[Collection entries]

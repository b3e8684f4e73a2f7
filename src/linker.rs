//! Deferred relation linking: fermatas and time-signature columns.
//!
//! Both passes run once per system, after every glyph has been dispatched,
//! because they depend on the final positions of chords, barlines and time
//! symbols throughout the system.

use crate::config::AssemblyConfig;
use crate::context::{MeasureStack, SystemInfo};
use crate::factory::PositionalIndices;
use crate::inter::{InterId, InterKind};
use crate::rules::closest;
use crate::shape::FermataKind;
use crate::sig::{InterGraph, RelationKind};
use std::collections::BTreeMap;
use tracing::debug;

/// Links every live fermata to a supporting chord, or fails it.
///
/// For each fermata: look up its containing measure stack, select candidate
/// chords on the side its orientation points to (a below-fermata attaches
/// to chords above the mark, an above-fermata to chords below), and link the
/// best candidate. A fermata with neither a chord link nor a pre-existing
/// barline link is deleted: an unsupported fermata is not a valid
/// interpretation.
pub(crate) fn link_fermatas(
    system: &SystemInfo,
    config: &AssemblyConfig,
    sig: &mut InterGraph,
    indices: &mut PositionalIndices,
) {
    let fermatas = sig.inters_where(|inter| matches!(inter.kind, InterKind::Fermata(_)));
    let chords = indices.head_chords(sig).to_vec();
    let max_dy = system.scale.pixels(config.fermata_chord_dy);

    for id in fermatas {
        let Some(inter) = sig.get(id) else { continue };
        let InterKind::Fermata(kind) = inter.kind else {
            continue;
        };
        let center = inter.center();
        let stack = system.stack_at(center).copied();
        let candidates: Vec<InterId> = match stack {
            Some(stack) => chords
                .iter()
                .copied()
                .filter(|&chord| {
                    sig.get(chord).is_some_and(|c| {
                        let cc = c.center();
                        if !stack.contains_x(cc.x) {
                            return false;
                        }
                        let on_side = match kind {
                            FermataKind::Below => cc.y < center.y,
                            FermataKind::Above => cc.y > center.y,
                        };
                        on_side && (cc.y - center.y).abs() <= max_dy
                    })
                })
                .collect(),
            None => Vec::new(),
        };

        if let Some(chord) = closest(sig, candidates, center) {
            let _ = sig.add_relation(RelationKind::FermataChord, id, chord);
        } else if !sig.has_relation(id, RelationKind::FermataBar) {
            debug!(fermata = %id, "fermata with no chord or barline support, deleted");
            sig.remove_vertex(id);
        }
    }
}

/// Opaque boundary validating one stack's worth of time symbols.
///
/// The retriever may delete or adjust member interpretations; the engine
/// only guarantees the grouping it hands over.
pub trait TimeColumnRetriever {
    /// Called once per non-empty stack group, in ascending stack index
    /// order. `members` are live time interpretations located in `stack`.
    fn retrieve(&mut self, stack: &MeasureStack, members: &[InterId], sig: &mut InterGraph);
}

/// Groups time symbols outside staff headers by measure stack and hands
/// each group to the retriever.
///
/// Symbols whose center lies left of their staff's header stop belong to
/// the header stage and are excluded. Stacks are keyed and ordered by their
/// integer index, so processing is deterministic left-to-right.
pub(crate) fn assemble_time_columns(
    system: &SystemInfo,
    sig: &mut InterGraph,
    retriever: &mut dyn TimeColumnRetriever,
) {
    let times = sig.inters_where(|inter| inter.is_time());
    let mut groups: BTreeMap<usize, Vec<InterId>> = BTreeMap::new();

    for id in times {
        let Some(inter) = sig.get(id) else { continue };
        let center = inter.center();
        let in_header = inter
            .staff
            .and_then(|staff| system.staff(staff))
            .is_some_and(|staff| center.x < staff.header_stop);
        if in_header {
            continue;
        }
        let Some(stack) = system.stack_at(center) else {
            debug!(inter = %id, "time symbol outside any measure stack, ignored");
            continue;
        };
        groups.entry(stack.index).or_default().push(id);
    }

    for (index, members) in groups {
        let Some(stack) = system.stacks().iter().find(|s| s.index == index) else {
            continue;
        };
        retriever.retrieve(stack, &members, sig);
    }
}

/// Default time-column retriever.
///
/// Per staff: whole symbols are accepted as-is; partial numbers must pair a
/// numerator with a denominator, split around the column's vertical
/// midpoint. The best-graded number on each side is kept, everything
/// unpaired is deleted.
#[derive(Debug, Clone, Copy, Default)]
pub struct BasicColumn;

impl TimeColumnRetriever for BasicColumn {
    fn retrieve(&mut self, stack: &MeasureStack, members: &[InterId], sig: &mut InterGraph) {
        let mut by_staff: BTreeMap<u16, Vec<InterId>> = BTreeMap::new();
        for &id in members {
            let Some(inter) = sig.get(id) else { continue };
            if let InterKind::TimeNumber(_) = inter.kind {
                let staff = inter.staff.map(|s| s.as_usize() as u16).unwrap_or(u16::MAX);
                by_staff.entry(staff).or_default().push(id);
            }
            // TimeWhole members pass through untouched.
        }

        for (_, numbers) in by_staff {
            let middle = numbers
                .iter()
                .filter_map(|&id| sig.get(id))
                .map(|inter| inter.center().y)
                .sum::<i32>()
                / numbers.len().max(1) as i32;
            let best = |above: bool| -> Option<InterId> {
                numbers
                    .iter()
                    .copied()
                    .filter(|&id| {
                        sig.get(id).is_some_and(|inter| {
                            if above {
                                inter.center().y <= middle
                            } else {
                                inter.center().y > middle
                            }
                        })
                    })
                    .max_by(|&a, &b| {
                        let ga = sig.get(a).map(|i| i.grade).unwrap_or(0.0);
                        let gb = sig.get(b).map(|i| i.grade).unwrap_or(0.0);
                        // Equal grades resolve by geometry (leftmost, then
                        // topmost), never by arrival-order-encoding ids.
                        let ka = sig.get(a).map(|i| i.stable_key());
                        let kb = sig.get(b).map(|i| i.stable_key());
                        ga.total_cmp(&gb).then_with(|| kb.cmp(&ka))
                    })
            };
            let keep: Vec<InterId> = match (best(true), best(false)) {
                (Some(num), Some(den)) if num != den => vec![num, den],
                _ => Vec::new(), // no consistent numerator/denominator pair
            };
            for id in numbers {
                if !keep.contains(&id) {
                    debug!(inter = %id, stack = stack.index, "unpaired time number deleted");
                    sig.remove_vertex(id);
                }
            }
        }
    }
}

#[cfg(test)]
mod tests {
    use super::*;
    use crate::context::{Scale, Staff};
    use crate::geom::Rect;
    use crate::inter::{Inter, StaffId};
    use crate::shape::Shape;

    fn system() -> SystemInfo {
        SystemInfo::new(
            Scale::new(16),
            vec![Staff::new(100, 164, 80)],
            vec![MeasureStack::new(0, 60, 300), MeasureStack::new(1, 300, 600)],
        )
    }

    fn chord(x: i32, y: i32) -> Inter {
        Inter::new(InterKind::HeadChord, Shape::NoteheadBlack, 0.7, Rect::new(x, y, 12, 40))
    }

    fn fermata(x: i32, y: i32, kind: FermataKind) -> Inter {
        let shape = match kind {
            FermataKind::Above => Shape::FermataAbove,
            FermataKind::Below => Shape::FermataBelow,
        };
        Inter::new(InterKind::Fermata(kind), shape, 0.6, Rect::new(x, y, 20, 10))
    }

    #[test]
    fn below_fermata_links_to_chord_above() {
        let system = system();
        let config = AssemblyConfig::default();
        let mut sig = InterGraph::new();
        let chord_id = sig.add_vertex(chord(100, 110));
        let fermata_id = sig.add_vertex(fermata(98, 180, FermataKind::Below));
        let mut indices = PositionalIndices::default();

        link_fermatas(&system, &config, &mut sig, &mut indices);

        assert!(sig.contains(fermata_id));
        assert!(sig.has_relation(fermata_id, RelationKind::FermataChord));
        assert!(sig.has_relation(chord_id, RelationKind::FermataChord));
        assert!(!sig.has_relation(fermata_id, RelationKind::FermataBar));
    }

    #[test]
    fn unsupported_fermata_is_deleted() {
        let system = system();
        let config = AssemblyConfig::default();
        let mut sig = InterGraph::new();
        let fermata_id = sig.add_vertex(fermata(98, 180, FermataKind::Below));
        let mut indices = PositionalIndices::default();

        link_fermatas(&system, &config, &mut sig, &mut indices);

        assert!(!sig.contains(fermata_id));
        assert_eq!(sig.live_count(), 0);
    }

    #[test]
    fn barline_linked_fermata_survives_without_chord() {
        let system = system();
        let config = AssemblyConfig::default();
        let mut sig = InterGraph::new();
        let bar = sig.add_vertex(Inter::new(
            InterKind::Barline,
            Shape::Barline,
            0.9,
            Rect::new(105, 100, 3, 64),
        ));
        let fermata_id = sig.add_vertex(fermata(98, 180, FermataKind::Below));
        sig.add_relation(RelationKind::FermataBar, fermata_id, bar)
            .unwrap();
        let mut indices = PositionalIndices::default();

        link_fermatas(&system, &config, &mut sig, &mut indices);

        assert!(sig.contains(fermata_id));
        assert!(sig.has_relation(fermata_id, RelationKind::FermataBar));
    }

    struct Recorder {
        groups: Vec<(usize, Vec<InterId>)>,
    }

    impl TimeColumnRetriever for Recorder {
        fn retrieve(&mut self, stack: &MeasureStack, members: &[InterId], _sig: &mut InterGraph) {
            self.groups.push((stack.index, members.to_vec()));
        }
    }

    fn time_number(x: i32, y: i32, value: u8, shape: Shape) -> Inter {
        Inter::new(InterKind::TimeNumber(value), shape, 0.5, Rect::new(x, y, 8, 14))
            .with_staff(StaffId::new(0))
    }

    #[test]
    fn digits_in_one_stack_form_one_group() {
        let system = system();
        let mut sig = InterGraph::new();
        let six = sig.add_vertex(time_number(150, 105, 6, Shape::TimeSix));
        let eight = sig.add_vertex(time_number(150, 140, 8, Shape::TimeEight));
        let mut recorder = Recorder { groups: Vec::new() };

        assemble_time_columns(&system, &mut sig, &mut recorder);

        assert_eq!(recorder.groups.len(), 1);
        assert_eq!(recorder.groups[0].0, 0);
        assert_eq!(recorder.groups[0].1, vec![six, eight]);
    }

    #[test]
    fn header_zone_time_symbols_are_excluded() {
        let system = system();
        let mut sig = InterGraph::new();
        // Center x = 74 < header_stop 80: header stage territory.
        sig.add_vertex(time_number(70, 105, 4, Shape::TimeFour));
        let outside = sig.add_vertex(time_number(150, 105, 6, Shape::TimeSix));
        let mut recorder = Recorder { groups: Vec::new() };

        assemble_time_columns(&system, &mut sig, &mut recorder);

        assert_eq!(recorder.groups.len(), 1);
        assert_eq!(recorder.groups[0].1, vec![outside]);
    }

    #[test]
    fn stacks_are_processed_by_index_order() {
        let system = system();
        let mut sig = InterGraph::new();
        // Insert the right-hand stack's symbol first.
        sig.add_vertex(time_number(400, 105, 3, Shape::TimeThree));
        sig.add_vertex(time_number(150, 105, 6, Shape::TimeSix));
        sig.add_vertex(time_number(150, 140, 8, Shape::TimeEight));
        let mut recorder = Recorder { groups: Vec::new() };

        assemble_time_columns(&system, &mut sig, &mut recorder);

        let indexes: Vec<usize> = recorder.groups.iter().map(|(i, _)| *i).collect();
        assert_eq!(indexes, vec![0, 1]);
    }

    #[test]
    fn basic_column_keeps_paired_numbers_and_drops_strays() {
        let system = system();
        let mut sig = InterGraph::new();
        let six = sig.add_vertex(time_number(150, 105, 6, Shape::TimeSix));
        let eight = sig.add_vertex(time_number(150, 150, 8, Shape::TimeEight));
        // A lone numerator in the next stack cannot be paired.
        let stray = sig.add_vertex(time_number(400, 105, 3, Shape::TimeThree));
        let mut column = BasicColumn;

        assemble_time_columns(&system, &mut sig, &mut column);

        assert!(sig.contains(six));
        assert!(sig.contains(eight));
        assert!(!sig.contains(stray));
    }

    #[test]
    fn equal_grade_numerators_resolve_by_geometry_not_insertion() {
        let system = system();
        for flip in [false, true] {
            let mut sig = InterGraph::new();
            let (left, right) = if flip {
                let r = sig.add_vertex(time_number(170, 105, 6, Shape::TimeSix));
                let l = sig.add_vertex(time_number(150, 105, 6, Shape::TimeSix));
                (l, r)
            } else {
                let l = sig.add_vertex(time_number(150, 105, 6, Shape::TimeSix));
                let r = sig.add_vertex(time_number(170, 105, 6, Shape::TimeSix));
                (l, r)
            };
            let eight = sig.add_vertex(time_number(150, 150, 8, Shape::TimeEight));
            let mut column = BasicColumn;

            assemble_time_columns(&system, &mut sig, &mut column);

            assert!(sig.contains(left), "leftmost numerator must survive");
            assert!(!sig.contains(right));
            assert!(sig.contains(eight));
        }
    }
}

Exercise requirements:
Look through the entries above. Copy out every line holding the word "impl".

Solution to this exercise:
impl TimeColumnRetriever for BasicColumn {
    impl TimeColumnRetriever for Recorder {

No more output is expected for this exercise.